When the evening of the lecture approached and only a few tickets had been sold, the lecturer was desperate.
“Fuller,” he said, “there’ll be nobody in Cooper Union that night but you and me. I am on the verge of suicide. I would commit suicide if I had the pluck and the outfit. You must paper the house, Fuller. You must send out a flood of complimentaries!”
“Very well,” said Fuller. “What we want this time is reputation, anyway —money is secondary. I’ll put you before the choicest and most intelligent audience that was ever gathered in New York City.”
Fuller immediately sent out complimentary tickets to the school-teachers of New York and Brooklyn—–a general invitation to come and hear Mark Twain’s great lecture on the Sandwich Islands. There was nothing to do after that but wait results.

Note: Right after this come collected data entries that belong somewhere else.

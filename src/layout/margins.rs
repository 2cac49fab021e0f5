use crate::geometry::Thickness;
use crate::layout::placement::Placement;

/// Compute the gutter margin for one cell.
///
/// Sides touching the grid's outer boundary stay at zero so the grid edge
/// has no gutter; interior sides carry half the spacing, and the facing
/// halves of two adjacent cells sum to the full nominal gap. The far-edge
/// test uses `>=` so a placement past the last track degrades to boundary
/// treatment instead of producing a stray margin.
pub fn cell_margin(
    placement: Placement,
    row_count: u16,
    column_count: u16,
    row_spacing: f64,
    column_spacing: f64,
) -> Thickness {
    let half_row = row_spacing / 2.0;
    let half_column = column_spacing / 2.0;

    let left = if placement.column == 0 { 0.0 } else { half_column };
    let top = if placement.row == 0 { 0.0 } else { half_row };

    let right = if placement.column.saturating_add(placement.column_span) >= column_count {
        0.0
    } else {
        half_column
    };
    let bottom = if placement.row.saturating_add(placement.row_span) >= row_count {
        0.0
    } else {
        half_row
    };

    Thickness::new(left, top, right, bottom)
}

#[cfg(test)]
mod tests {
    use super::*;

    #[test]
    fn single_cell_grid_has_no_gutters() {
        let m = cell_margin(Placement::cell(0, 0), 1, 1, 3.0, 3.0);
        assert_eq!(m, Thickness::ZERO);
    }

    #[test]
    fn top_left_cell_of_two_by_two() {
        let m = cell_margin(Placement::cell(0, 0), 2, 2, 10.0, 10.0);
        assert_eq!(m, Thickness::new(0.0, 0.0, 5.0, 5.0));
    }

    #[test]
    fn bottom_right_cell_of_two_by_two() {
        let m = cell_margin(Placement::cell(1, 1), 2, 2, 10.0, 10.0);
        assert_eq!(m, Thickness::new(5.0, 5.0, 0.0, 0.0));
    }

    #[test]
    fn full_width_span_touches_both_column_edges() {
        let m = cell_margin(Placement::spanning(0, 0, 1, 3), 1, 3, 0.0, 12.0);
        assert_eq!(m.left, 0.0);
        assert_eq!(m.right, 0.0);
    }

    #[test]
    fn interior_cell_carries_half_spacing_on_every_side() {
        let m = cell_margin(Placement::cell(1, 1), 3, 3, 6.0, 8.0);
        assert_eq!(m, Thickness::new(4.0, 3.0, 4.0, 3.0));
    }

    #[test]
    fn boundary_sides_stay_zero_for_any_magnitude() {
        for spacing in [0.0, 1.0, 3.0, 250.0] {
            let m = cell_margin(Placement::cell(0, 0), 4, 4, spacing, spacing);
            assert_eq!(m.left, 0.0);
            assert_eq!(m.top, 0.0);
            assert_eq!(m.right, spacing / 2.0);
            assert_eq!(m.bottom, spacing / 2.0);
        }
    }

    #[test]
    fn out_of_range_placement_degrades_to_boundary_treatment() {
        // Column 9 in a 2-column grid: the host primitive decides how to
        // render it; the gutter math must not blow up or add a far-side gap.
        let m = cell_margin(Placement::cell(0, 9), 2, 2, 10.0, 10.0);
        assert_eq!(m, Thickness::new(5.0, 0.0, 0.0, 5.0));
    }

    #[test]
    fn zero_track_grid_yields_zero_margins() {
        let m = cell_margin(Placement::cell(0, 0), 0, 0, 10.0, 10.0);
        assert_eq!(m, Thickness::ZERO);
    }

    #[test]
    fn span_overflow_saturates() {
        let m = cell_margin(
            Placement::spanning(0, u16::MAX, 1, u16::MAX),
            2,
            2,
            10.0,
            10.0,
        );
        assert_eq!(m.right, 0.0);
    }
}
impl SpacedGrid {
    /// Container using the margin strategy, spacing 3.0 on both axes.
    pub fn new() -> Self {
        Self::with_strategy(SpacingStrategy::default())
    }

    pub fn with_strategy(strategy: SpacingStrategy) -> Self {
        Self {
            strategy,
            row_spacing: DEFAULT_SPACING,
            column_spacing: DEFAULT_SPACING,
            rows: Vec::new(),
            columns: Vec::new(),
            order: Vec::new(),
            children: HashMap::new(),
            proxies: HashMap::new(),
            logger: None,
            metrics: LayoutMetrics::new(),
        }
    }

    pub fn strategy(&self) -> SpacingStrategy {
        self.strategy
    }

    pub fn set_logger(&mut self, logger: Logger) {
        self.logger = Some(logger);
    }

    pub fn metrics(&self) -> &LayoutMetrics {
        &self.metrics
    }

    // --- spacing properties ---

    pub fn row_spacing(&self) -> f64 {
        self.row_spacing
    }

    pub fn column_spacing(&self) -> f64 {
        self.column_spacing
    }

    pub fn set_row_spacing(&mut self, value: f64) -> Result<()> {
        validate_spacing(value)?;
        if self.row_spacing != value {
            self.row_spacing = value;
            self.apply_change(GridChange::RowSpacingChanged);
        }
        Ok(())
    }

    pub fn set_column_spacing(&mut self, value: f64) -> Result<()> {
        validate_spacing(value)?;
        if self.column_spacing != value {
            self.column_spacing = value;
            self.apply_change(GridChange::ColumnSpacingChanged);
        }
        Ok(())
    }

    // --- definition lists ---

    pub fn add_row(&mut self, size: TrackSize) -> &mut Self {
        self.rows.push(Track::user(size));
        self.apply_change(GridChange::RowsChanged);
        self
    }

    pub fn add_column(&mut self, size: TrackSize) -> &mut Self {
        self.columns.push(Track::user(size));
        self.apply_change(GridChange::ColumnsChanged);
        self
    }

    pub fn set_rows(&mut self, sizes: impl IntoIterator<Item = TrackSize>) {
        self.rows = sizes.into_iter().map(Track::user).collect();
        self.apply_change(GridChange::RowsChanged);
    }

    pub fn set_columns(&mut self, sizes: impl IntoIterator<Item = TrackSize>) {
        self.columns = sizes.into_iter().map(Track::user).collect();
        self.apply_change(GridChange::ColumnsChanged);
    }

    pub fn clear_rows(&mut self) {
        self.rows.clear();
        self.apply_change(GridChange::RowsChanged);
    }

    pub fn clear_columns(&mut self) {
        self.columns.clear();
        self.apply_change(GridChange::ColumnsChanged);
    }

    /// Live row definition list, gutter tracks included in injection mode.
    pub fn rows(&self) -> &[Track] {
        &self.rows
    }

    pub fn columns(&self) -> &[Track] {
        &self.columns
    }

    /// Row definitions as declared by the consumer, gutter tracks filtered
    /// out.
    pub fn user_rows(&self) -> impl Iterator<Item = &Track> {
        self.rows.iter().filter(|t| !t.is_spacing())
    }

    pub fn user_columns(&self) -> impl Iterator<Item = &Track> {
        self.columns.iter().filter(|t| !t.is_spacing())
    }

    fn user_row_count(&self) -> u16 {
        self.user_rows().count().min(u16::MAX as usize) as u16
    }

    fn user_column_count(&self) -> u16 {
        self.user_columns().count().min(u16::MAX as usize) as u16
    }

    // --- children ---

    pub fn push_child(&mut self, id: impl Into<ChildId>, placement: Placement) -> Result<()> {
        let index = self.order.len();
        self.insert_child(index, id, placement)
    }

    pub fn insert_child(
        &mut self,
        index: usize,
        id: impl Into<ChildId>,
        placement: Placement,
    ) -> Result<()> {
        let id = id.into();
        if self.children.contains_key(&id) {
            return Err(GridError::DuplicateChild(id));
        }
        if index > self.order.len() {
            return Err(GridError::IndexOutOfBounds {
                index,
                len: self.order.len(),
            });
        }
        self.order.insert(index, id.clone());
        self.children.insert(id, ChildEntry::new(placement));
        self.apply_change(GridChange::ChildrenChanged);
        Ok(())
    }

    pub fn remove_child(&mut self, id: &str) -> Result<()> {
        if self.children.remove(id).is_none() {
            return Err(GridError::ChildNotFound(id.to_string()));
        }
        self.order.retain(|existing| existing != id);
        self.proxies.remove(id);
        self.apply_change(GridChange::ChildrenChanged);
        Ok(())
    }

    /// Swap the child at `index` for a new one, returning the id it
    /// replaced.
    pub fn replace_child(
        &mut self,
        index: usize,
        id: impl Into<ChildId>,
        placement: Placement,
    ) -> Result<ChildId> {
        let id = id.into();
        let len = self.order.len();
        if index >= len {
            return Err(GridError::IndexOutOfBounds { index, len });
        }
        if self.children.contains_key(&id) {
            return Err(GridError::DuplicateChild(id));
        }
        let previous = std::mem::replace(&mut self.order[index], id.clone());
        self.children.remove(&previous);
        self.proxies.remove(&previous);
        self.children.insert(id, ChildEntry::new(placement));
        self.apply_change(GridChange::ChildrenChanged);
        Ok(previous)
    }

    pub fn clear_children(&mut self) {
        self.order.clear();
        self.children.clear();
        self.proxies.clear();
        self.apply_change(GridChange::ChildrenChanged);
    }

    /// Child ids in paint order.
    pub fn children(&self) -> impl Iterator<Item = &ChildId> {
        self.order.iter()
    }

    pub fn child_count(&self) -> usize {
        self.order.len()
    }

    /// Notify the container that a child became visible for the first
    /// time. Placement cannot be read off an element the host has not
    /// attached yet, so the one-shot transform is deferred to this signal;
    /// repeats after the first are ignored.
    pub fn show_child(&mut self, id: &str) -> Result<()> {
        if !self.children.contains_key(id) {
            return Err(GridError::ChildNotFound(id.to_string()));
        }
        self.apply_change(GridChange::ChildShown(id.to_string()));
        Ok(())
    }

    // --- placement accessors ---

    /// Update a child's authored placement. Derived geometry (doubled
    /// coordinates or proxy margin) follows immediately if the child has
    /// already stabilised.
    pub fn set_placement(&mut self, id: &str, placement: Placement) -> Result<()> {
        let row_count = self.user_row_count();
        let column_count = self.user_column_count();
        let row_spacing = self.row_spacing;
        let column_spacing = self.column_spacing;

        let entry = self
            .children
            .get_mut(id)
            .ok_or_else(|| GridError::ChildNotFound(id.to_string()))?;
        entry.authored = placement;
        if entry.phase != ChildPhase::Stable {
            return Ok(());
        }

        match self.strategy {
            SpacingStrategy::TrackInjection => {
                entry.effective = Some(placement.doubled());
            }
            SpacingStrategy::ItemMargins => {
                if let Some(proxy) = self.proxies.get_mut(id) {
                    proxy.placement = placement;
                    proxy.margin = cell_margin(
                        placement,
                        row_count,
                        column_count,
                        row_spacing,
                        column_spacing,
                    );
                    self.metrics.record_margin_updates(1);
                }
            }
        }
        Ok(())
    }

    /// Placement as declared by the consumer.
    pub fn placement_of(&self, id: &str) -> Option<Placement> {
        self.children.get(id).map(|child| child.authored)
    }

    /// Coordinates the host grid primitive should use for this child:
    /// doubled under track injection once the child has been shown,
    /// authored otherwise.
    pub fn effective_placement_of(&self, id: &str) -> Option<Placement> {
        self.children
            .get(id)
            .map(|child| child.effective.unwrap_or(child.authored))
    }

    /// Gutter margin carried by the child's proxy; zero when unwrapped.
    pub fn margin_of(&self, id: &str) -> Thickness {
        self.proxies
            .get(id)
            .map(|proxy| proxy.margin)
            .unwrap_or(Thickness::ZERO)
    }

    pub fn proxy_of(&self, id: &str) -> Option<&ItemProxy> {
        self.proxies.get(id)
    }

    pub fn is_wrapped(&self, id: &str) -> bool {
        self.proxies.contains_key(id)
    }

    pub fn is_stable(&self, id: &str) -> bool {
        matches!(
            self.children.get(id),
            Some(child) if child.phase == ChildPhase::Stable
        )
    }

    // --- change dispatch ---

    /// Route one structural notification to the matching recompute. The
    /// pass runs synchronously and to completion before returning.
    pub fn apply_change(&mut self, change: GridChange) {
        let applied = match &change {
            GridChange::RowsChanged => {
                self.on_axis_changed(Axis::Rows);
                true
            }
            GridChange::ColumnsChanged => {
                self.on_axis_changed(Axis::Columns);
                true
            }
            GridChange::ChildrenChanged => {
                self.on_children_changed();
                true
            }
            GridChange::RowSpacingChanged => {
                self.on_spacing_changed(Axis::Rows);
                true
            }
            GridChange::ColumnSpacingChanged => {
                self.on_spacing_changed(Axis::Columns);
                true
            }
            GridChange::ChildShown(id) => {
                let id = id.clone();
                self.on_child_shown(&id)
            }
        };
        self.metrics.record_change();
        self.log_change(&change, applied);
    }

    fn on_axis_changed(&mut self, axis: Axis) {
        match self.strategy {
            SpacingStrategy::TrackInjection => self.resynthesize(axis),
            // Boundary tests depend on the track counts, so every margin
            // is rederived when a definition list changes.
            SpacingStrategy::ItemMargins => self.recalculate_margins(),
        }
    }

    fn on_children_changed(&mut self) {
        match self.strategy {
            SpacingStrategy::TrackInjection => {
                self.resynthesize(Axis::Rows);
                self.resynthesize(Axis::Columns);
            }
            SpacingStrategy::ItemMargins => self.recalculate_margins(),
        }
    }

    fn on_spacing_changed(&mut self, axis: Axis) {
        match self.strategy {
            // Magnitude changes rewrite existing gutter tracks in place;
            // a full resynthesis would pointlessly churn the lists.
            SpacingStrategy::TrackInjection => {
                let (tracks, spacing) = match axis {
                    Axis::Rows => (&mut self.rows, self.row_spacing),
                    Axis::Columns => (&mut self.columns, self.column_spacing),
                };
                let updated = refresh_spacing(tracks, spacing);
                self.metrics.record_spacing_refresh(updated);
            }
            SpacingStrategy::ItemMargins => self.recalculate_margins(),
        }
    }

    /// Rebuild one axis from its user tracks with gutters interleaved.
    /// Child coordinates are untouched: the doubled placement is derived
    /// from the authored record, never from the live lists.
    fn resynthesize(&mut self, axis: Axis) {
        let (tracks, spacing) = match axis {
            Axis::Rows => (&mut self.rows, self.row_spacing),
            Axis::Columns => (&mut self.columns, self.column_spacing),
        };
        *tracks = synthesize(tracks, spacing);
        let gutters = tracks.len() / 2;
        self.metrics.record_synthesis(gutters);
    }

    /// One-shot transition for a freshly visible child. Returns whether
    /// the transform was applied; a child already stabilised is left
    /// alone.
    fn on_child_shown(&mut self, id: &str) -> bool {
        let row_count = self.user_row_count();
        let column_count = self.user_column_count();
        let row_spacing = self.row_spacing;
        let column_spacing = self.column_spacing;
        let strategy = self.strategy;

        let Some(entry) = self.children.get_mut(id) else {
            return false;
        };
        if entry.phase == ChildPhase::Stable {
            return false;
        }
        entry.phase = ChildPhase::Stable;

        match strategy {
            SpacingStrategy::TrackInjection => {
                entry.effective = Some(entry.authored.doubled());
                self.metrics.record_remap();
            }
            SpacingStrategy::ItemMargins => {
                let placement = entry.authored;
                let margin = cell_margin(
                    placement,
                    row_count,
                    column_count,
                    row_spacing,
                    column_spacing,
                );
                match self.proxies.entry(id.to_string()) {
                    // Already wrapped: refresh the margin only.
                    Entry::Occupied(slot) => {
                        slot.into_mut().margin = margin;
                    }
                    Entry::Vacant(slot) => {
                        slot.insert(ItemProxy { placement, margin });
                        self.metrics.record_wrap();
                    }
                }
                self.metrics.record_margin_updates(1);
            }
        }
        true
    }

    /// Rederive every stabilised child's proxy margin from the current
    /// track counts and spacing magnitudes. Children awaiting their first
    /// show are skipped; their placement is not considered readable yet.
    fn recalculate_margins(&mut self) {
        let row_count = self.user_row_count();
        let column_count = self.user_column_count();
        let mut updates = 0;

        for id in &self.order {
            let Some(child) = self.children.get(id) else {
                continue;
            };
            if child.phase != ChildPhase::Stable {
                continue;
            }

            let proxy = match self.proxies.entry(id.clone()) {
                Entry::Occupied(slot) => slot.into_mut(),
                Entry::Vacant(slot) => {
                    self.metrics.record_wrap();
                    slot.insert(ItemProxy {
                        placement: child.authored,
                        margin: Thickness::ZERO,
                    })
                }
            };
            proxy.margin = cell_margin(
                proxy.placement,
                row_count,
                column_count,
                self.row_spacing,
                self.column_spacing,
            );
            updates += 1;
        }

        self.metrics.record_margin_updates(updates);
    }

    fn log_change(&self, change: &GridChange, applied: bool) {
        let Some(logger) = self.logger.as_ref() else {
            return;
        };
        let event = LogEvent::new(LogLevel::Debug, "spaced_grid::grid", "change_applied")
            .field("change", json!(describe_change(change)))
            .field("applied", json!(applied))
            .field("rows", json!(self.rows.len()))
            .field("columns", json!(self.columns.len()))
            .field("children", json!(self.order.len()));
        let _ = logger.log_event(event);
    }
}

Mark Twain had lost faith—he did not believe anybody in New York would come to hear him even on a free ticket. When the night arrived, he drove with Fuller to the Cooper Union half an hour before the lecture was to begin. Forty years later he said:
“I couldn’t keep away. I wanted to see that vast Mammoth Cave, and die. But when we got near the building, I saw all the streets were blocked with people and that traffic had stopped. I couldn’t believe that these people were trying to get to the Cooper Institute—but they were; and when I got to the stage, at last, the house was jammed full—packed; there wasn’t room enough left for a child.
“I was happy and I was excited beyond expression. I poured the Sandwich Islands out on those people, and they laughed and shouted to my entire content. For an hour and fifteen minutes I was in paradise.”
So in its way this venture was a success. It brought Mark Twain a good deal of a reputation in New York, even if no financial profit, though, in spite of the flood of complimentaries, there was a cash return of something like three hundred dollars. This went a good way toward paying the expenses, while Fuller, in his royal way, insisted on making up the deficit, declaring he had been paid for everything in the fun and joy of the game.
“Mark,” he said, “it’s all right. The fortune didn’t come, but it will. The fame has arrived; with this lecture and your book just out, you are going to be the most-talked-of man in the country. Your letters to the “Alta” and the “Tribune” will get the widest reception of any letters of travel ever written.”
AN INNOCENT ABROAD, AND HOME AGAIN
It was early in May—the 6th—that Mark Twain had delivered his Cooper Union lecture, and a month later, June 8, 1867, he sailed on the “Quaker City,” with some sixty-six other “pilgrims,” on the great Holy Land excursion, the story of which has been so fully and faithfully told in “The Innocent Abroad.”